§ What to work on
Write the records out again, unchanged.

-------- The data

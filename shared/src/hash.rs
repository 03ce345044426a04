use crate::data::world::SectorCoordinates;
use rand::SeedableRng;
use rand_chacha::ChaCha8Rng;

/// Derives the generation seed of a sector. The coordinates are hashed as three little endian `u32`s in x, y, z
/// order, and the low half of the 128 bit MurmurHash3 digest is kept.
pub fn sector_seed(sector: &SectorCoordinates) -> u64 {
	let mut buffer = [0; 12];
	for (block, coordinate) in buffer.chunks_exact_mut(4).zip(sector.iter()) {
		block.copy_from_slice(&coordinate.to_le_bytes());
	}

	fastmurmur3::hash(&buffer) as u64
}

/// A fresh random stream for a sector. Every call yields the same sequence for the same sector.
pub fn sector_rng(sector: &SectorCoordinates) -> ChaCha8Rng {
	ChaCha8Rng::seed_from_u64(sector_seed(sector))
}
use galaxy_shared::class::{StellarClass, CLASSES};
use galaxy_shared::session::{ViewerSession, ZOOM_STOPS};
use galaxy_shared::{Generator, Star};
use serde::Serialize;

/// What a viewer needs to draw one star: display x and y, marker size and color.
#[derive(Debug, PartialEq, Serialize)]
struct Marker {
	class: StellarClass,
	x: f32,
	y: f32,
	size: f32,
	color: Box<str>,
}

/// A header line with the view, followed by star counts per class.
pub fn summary<G: Generator>(session: &ViewerSession<G>, stars: &[Star]) -> String {
	let mut counts = vec![0; CLASSES.len()];
	for star in stars {
		counts[star.class as usize] += 1;
	}

	let mut string = format!(
		"{} stars at {}, zoom {} (index {}), step {}\n",
		stars.len(),
		session.here(),
		session.zoom(),
		session.zoom_index(),
		session.step_size()
	);

	for (spec, count) in CLASSES.iter().zip(counts) {
		string += &format!(" {}:{count}", spec.class);
	}

	string
}

/// One JSON object per star and line.
pub fn json_lines<G: Generator>(session: &ViewerSession<G>, stars: &[Star]) -> Result<String, serde_json::Error> {
	let mut string = String::new();

	for star in stars {
		let display = star.display.unwrap_or_default();
		let marker = Marker {
			class: star.class,
			x: display.x,
			y: display.y,
			size: session.marker_size(star),
			color: star.bright_color.to_string().into(),
		};

		string += &serde_json::to_string(&marker)?;
		string.push('\n');
	}

	Ok(string)
}

/// The zoom stops, with the current zoom bracketed when it sits on one.
pub fn zooms<G: Generator>(session: &ViewerSession<G>) -> String {
	ZOOM_STOPS
		.iter()
		.map(|stop| match *stop == session.zoom() {
			true => format!("[{stop}]"),
			false => stop.to_string(),
		})
		.collect::<Vec<_>>()
		.join(" ")
}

----------------

§ Your solution
filename shared/src/hash.rs
repository 03ce345044426a04
use crate::data::world::SectorCoordinates;
use rand::SeedableRng;
use rand_chacha::ChaCha8Rng;

/// Derives the generation seed of a sector. The coordinates are hashed as three little endian `u32`s in x, y, z
/// order, and the low half of the 128 bit MurmurHash3 digest is kept.
pub fn sector_seed(sector: &SectorCoordinates) -> u64 {
	let mut buffer = [0; 12];
	for (block, coordinate) in buffer.chunks_exact_mut(4).zip(sector.iter()) {
		block.copy_from_slice(&coordinate.to_le_bytes());
	}

	fastmurmur3::hash(&buffer) as u64
}

/// A fresh random stream for a sector. Every call yields the same sequence for the same sector.
pub fn sector_rng(sector: &SectorCoordinates) -> ChaCha8Rng {
	ChaCha8Rng::seed_from_u64(sector_seed(sector))
}
use galaxy_shared::class::{StellarClass, CLASSES};
use galaxy_shared::session::{ViewerSession, ZOOM_STOPS};
use galaxy_shared::{Generator, Star};
use serde::Serialize;

/// What a viewer needs to draw one star: display x and y, marker size and color.
#[derive(Debug, PartialEq, Serialize)]
struct Marker {
	class: StellarClass,
	x: f32,
	y: f32,
	size: f32,
	color: Box<str>,
}

/// A header line with the view, followed by star counts per class.
pub fn summary<G: Generator>(session: &ViewerSession<G>, stars: &[Star]) -> String {
	let mut counts = vec![0; CLASSES.len()];
	for star in stars {
		counts[star.class as usize] += 1;
	}

	let mut string = format!(
		"{} stars at {}, zoom {} (index {}), step {}\n",
		stars.len(),
		session.here(),
		session.zoom(),
		session.zoom_index(),
		session.step_size()
	);

	for (spec, count) in CLASSES.iter().zip(counts) {
		string += &format!(" {}:{count}", spec.class);
	}

	string
}

/// One JSON object per star and line.
pub fn json_lines<G: Generator>(session: &ViewerSession<G>, stars: &[Star]) -> Result<String, serde_json::Error> {
	let mut string = String::new();

	for star in stars {
		let display = star.display.unwrap_or_default();
		let marker = Marker {
			class: star.class,
			x: display.x,
			y: display.y,
			size: session.marker_size(star),
			color: star.bright_color.to_string().into(),
		};

		string += &serde_json::to_string(&marker)?;
		string.push('\n');
	}

	Ok(string)
}

/// The zoom stops, with the current zoom bracketed when it sits on one.
pub fn zooms<G: Generator>(session: &ViewerSession<G>) -> String {
	ZOOM_STOPS
		.iter()
		.map(|stop| match *stop == session.zoom() {
			true => format!("[{stop}]"),
			false => stop.to_string(),
		})
		.collect::<Vec<_>>()
		.join(" ")
}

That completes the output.